Saved data entries
________________________________________

pub mod chance;
pub mod edges;
pub mod engine;
pub mod fanout;
pub mod oracle;
pub mod pool;
pub mod value;

pub use chance::Chance;
pub use edges::{generate_edges, AssocEdgeConfig, EdgeBatch, EdgeRow};
pub use engine::{Commonality, RowGenerator};
pub use oracle::{FakeOracle, ValueOracle, ValueRequest};
pub use pool::{Row, RowPool};
pub use value::Value;
use petgraph::graph::{DiGraph, NodeIndex};
use std::collections::HashMap;
use tracing::warn;

use crate::error::{EntseedError, Result};
use crate::schema::naming::pascal_case;
use crate::schema::types::{DbType, Entities, PolymorphicMode};

/// A directed graph of entity dependencies.
/// Edges point from the referenced entity to the dependent one (parent → child),
/// so a topological walk visits parents first.
pub struct DependencyGraph {
    pub graph: DiGraph<String, DependencyEdgeInfo>,
    pub node_indices: HashMap<String, NodeIndex>,
    /// References from an entity to itself. Kept out of `graph` so the
    /// graph stays acyclic; the row generator resolves them against rows
    /// that already exist.
    pub self_references: Vec<SelfReference>,
}

/// Information about a graph edge (a foreign key or polymorphic reference).
#[derive(Debug, Clone)]
pub struct DependencyEdgeInfo {
    /// Column on the dependent entity.
    pub column: String,
    /// Whether the edge comes from a fixed-type-set polymorphic field.
    pub polymorphic: bool,
}

/// An entity that references itself.
#[derive(Debug, Clone, PartialEq, Eq)]
pub struct SelfReference {
    pub entity: String,
    pub column: String,
}

/// What a dependency points at.
#[derive(Debug, Clone, PartialEq, Eq)]
pub enum DependencyTarget {
    /// Plain foreign key.
    Entity(String),
    /// Polymorphic field restricted to a set of entities.
    OneOf(Vec<String>),
    /// Wildcard polymorphic field: any entity with an id column.
    Any,
}

/// One resolvable dependency of an entity: a column whose value must be
/// copied from a row of the target entity.
#[derive(Debug, Clone, PartialEq, Eq)]
pub struct Dependency {
    pub target: DependencyTarget,
    /// Field name on the owning entity (used for derived fields).
    pub field: String,
    /// Column on the owning entity.
    pub column: String,
    /// Column read from the target row.
    pub inverse_column: String,
    pub unique: bool,
    pub nullable: bool,
}

impl DependencyGraph {
    /// Build the dependency graph and per-entity dependency lists.
    ///
    /// Every UUID foreign key becomes a [`Dependency`]; every foreign key of
    /// any type becomes a graph edge. Polymorphic fields with a type list add
    /// one edge per listed type; wildcard polymorphic fields add no edges and
    /// are resolved at generation time.
    pub fn from_entities(
        entities: &Entities,
    ) -> Result<(Self, HashMap<String, Vec<Dependency>>)> {
        let mut graph = DiGraph::new();
        let mut node_indices = HashMap::new();
        let mut self_references = Vec::new();
        let mut deps: HashMap<String, Vec<Dependency>> = HashMap::new();

        for name in entities.keys() {
            let idx = graph.add_node(name.clone());
            node_indices.insert(name.clone(), idx);
        }

        for (name, entity) in entities {
            for field in &entity.fields {
                let column = field.column();

                if let Some(fk) = &field.foreign_key {
                    let target_idx = node_indices.get(&fk.schema).copied().ok_or_else(|| {
                        EntseedError::UnknownEntity {
                            owner: name.clone(),
                            field: field.name.clone(),
                            target: fk.schema.clone(),
                        }
                    })?;
                    if &fk.schema == name {
                        warn!(
                            "{}.{} references its own entity; left out of the dependency graph",
                            name, column
                        );
                        self_references.push(SelfReference {
                            entity: name.clone(),
                            column: column.clone(),
                        });
                    } else {
                        graph.add_edge(
                            target_idx,
                            node_indices[name],
                            DependencyEdgeInfo {
                                column: column.clone(),
                                polymorphic: false,
                            },
                        );
                    }

                    if field.field_type.db_type == DbType::Uuid {
                        deps.entry(name.clone()).or_default().push(Dependency {
                            target: DependencyTarget::Entity(fk.schema.clone()),
                            field: field.name.clone(),
                            column: column.clone(),
                            inverse_column: crate::schema::naming::column_name(&fk.column),
                            unique: field.unique,
                            nullable: field.nullable,
                        });
                    }
                }

                let mode = field.polymorphic.as_ref().and_then(|p| p.mode());
                let target = match mode {
                    None => continue,
                    Some(PolymorphicMode::Any) => DependencyTarget::Any,
                    Some(PolymorphicMode::OneOf(types)) => {
                        let mut schemas = Vec::with_capacity(types.len());
                        for typ in &types {
                            let schema = pascal_case(typ);
                            let target_idx =
                                node_indices.get(&schema).copied().ok_or_else(|| {
                                    EntseedError::UnknownEntity {
                                        owner: name.clone(),
                                        field: field.name.clone(),
                                        target: schema.clone(),
                                    }
                                })?;
                            if &schema == name {
                                self_references.push(SelfReference {
                                    entity: name.clone(),
                                    column: column.clone(),
                                });
                            } else {
                                graph.add_edge(
                                    target_idx,
                                    node_indices[name],
                                    DependencyEdgeInfo {
                                        column: column.clone(),
                                        polymorphic: true,
                                    },
                                );
                            }
                            schemas.push(schema);
                        }
                        DependencyTarget::OneOf(schemas)
                    }
                };

                deps.entry(name.clone()).or_default().push(Dependency {
                    target,
                    field: field.name.clone(),
                    column,
                    inverse_column: "id".to_string(),
                    unique: field.unique,
                    nullable: field.nullable,
                });
            }
        }

        Ok((
            Self {
                graph,
                node_indices,
                self_references,
            },
            deps,
        ))
    }

    /// Get the entity name for a node index.
    pub fn entity_name(&self, idx: NodeIndex) -> &str {
        &self.graph[idx]
    }

    /// Get node index for an entity name.
    pub fn node_index(&self, entity: &str) -> Option<NodeIndex> {
        self.node_indices.get(entity).copied()
    }

    /// Get the number of entities.
    pub fn entity_count(&self) -> usize {
        self.graph.node_count()
    }

    /// Get the number of dependency edges.
    pub fn edge_count(&self) -> usize {
        self.graph.edge_count()
    }
}

#[cfg(test)]
mod tests {
    use super::*;
    use crate::schema::types::*;

    fn id() -> FieldDescriptor {
        FieldDescriptor::new("ID", DbType::Uuid)
    }

    fn entities(list: Vec<EntityDescriptor>) -> Entities {
        list.into_iter().map(|e| (e.name.clone(), e)).collect()
    }

    #[test]
    fn test_foreign_key_builds_edge_and_dependency() {
        let schema = entities(vec![
            EntityDescriptor::new("User").with_field(id()),
            EntityDescriptor::new("Contact")
                .with_field(id())
                .with_field(FieldDescriptor::new("userID", DbType::Uuid).references("User", "ID")),
        ]);
        let (graph, deps) = DependencyGraph::from_entities(&schema).unwrap();

        assert_eq!(graph.entity_count(), 2);
        assert_eq!(graph.edge_count(), 1);
        let contact = &deps["Contact"];
        assert_eq!(contact.len(), 1);
        assert_eq!(contact[0].target, DependencyTarget::Entity("User".into()));
        assert_eq!(contact[0].column, "user_id");
        assert_eq!(contact[0].inverse_column, "id");
        assert!(!contact[0].unique);
        assert!(!deps.contains_key("User"));

        let weight: &DependencyEdgeInfo = graph.graph.edge_weights().next().unwrap();
        assert_eq!(weight.column, "user_id");
        assert!(!weight.polymorphic);
    }

    #[test]
    fn test_non_uuid_foreign_key_is_edge_only() {
        let schema = entities(vec![
            EntityDescriptor::new("RequestOutcome")
                .with_field(FieldDescriptor::new("outcome", DbType::String)),
            EntityDescriptor::new("Request").with_field(id()).with_field(
                FieldDescriptor::new("outcome", DbType::Enum).references("RequestOutcome", "outcome"),
            ),
        ]);
        let (graph, deps) = DependencyGraph::from_entities(&schema).unwrap();
        assert_eq!(graph.edge_count(), 1);
        assert!(deps.is_empty());
    }

    #[test]
    fn test_polymorphic_type_set() {
        let schema = entities(vec![
            EntityDescriptor::new("User").with_field(id()),
            EntityDescriptor::new("Contact").with_field(id()),
            EntityDescriptor::new("Address").with_field(id()).with_field(
                FieldDescriptor::new("OwnerID", DbType::Uuid)
                    .polymorphic(PolymorphicRef::one_of(&["user", "contact"])),
            ),
        ]);
        let (graph, deps) = DependencyGraph::from_entities(&schema).unwrap();
        assert_eq!(graph.edge_count(), 2);
        assert_eq!(
            deps["Address"][0].target,
            DependencyTarget::OneOf(vec!["User".into(), "Contact".into()])
        );
    }

    #[test]
    fn test_wildcard_polymorphic_adds_no_edges() {
        let schema = entities(vec![
            EntityDescriptor::new("User").with_field(id()),
            EntityDescriptor::new("Address").with_field(id()).with_field(
                FieldDescriptor::new("OwnerID", DbType::Uuid).polymorphic(PolymorphicRef::any()),
            ),
        ]);
        let (graph, deps) = DependencyGraph::from_entities(&schema).unwrap();
        assert_eq!(graph.edge_count(), 0);
        assert_eq!(deps["Address"][0].target, DependencyTarget::Any);
        assert_eq!(deps["Address"][0].inverse_column, "id");
    }

    #[test]
    fn test_self_reference_is_recorded_not_added() {
        let schema = entities(vec![EntityDescriptor::new("User").with_field(id()).with_field(
            FieldDescriptor::new("invitedByID", DbType::Uuid)
                .references("User", "ID")
                .nullable(),
        )]);
        let (graph, deps) = DependencyGraph::from_entities(&schema).unwrap();
        assert_eq!(graph.edge_count(), 0);
        assert_eq!(
            graph.self_references,
            vec![SelfReference {
                entity: "User".into(),
                column: "invited_by_id".into()
            }]
        );
        assert!(deps["User"][0].nullable);
    }

    #[test]
    fn test_unknown_target_is_error() {
        let schema = entities(vec![EntityDescriptor::new("Contact")
            .with_field(FieldDescriptor::new("userID", DbType::Uuid).references("User", "ID"))]);
        let err = DependencyGraph::from_entities(&schema).err().unwrap();
        assert!(matches!(err, EntseedError::UnknownEntity { ref target, .. } if target == "User"));
    }
}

________________________________________

What the task requires>
Where the word "owning" occurs in a line of the records, copy that line.

Reply to the task>
    /// Field name on the owning entity (used for derived fields).
    /// Column on the owning entity.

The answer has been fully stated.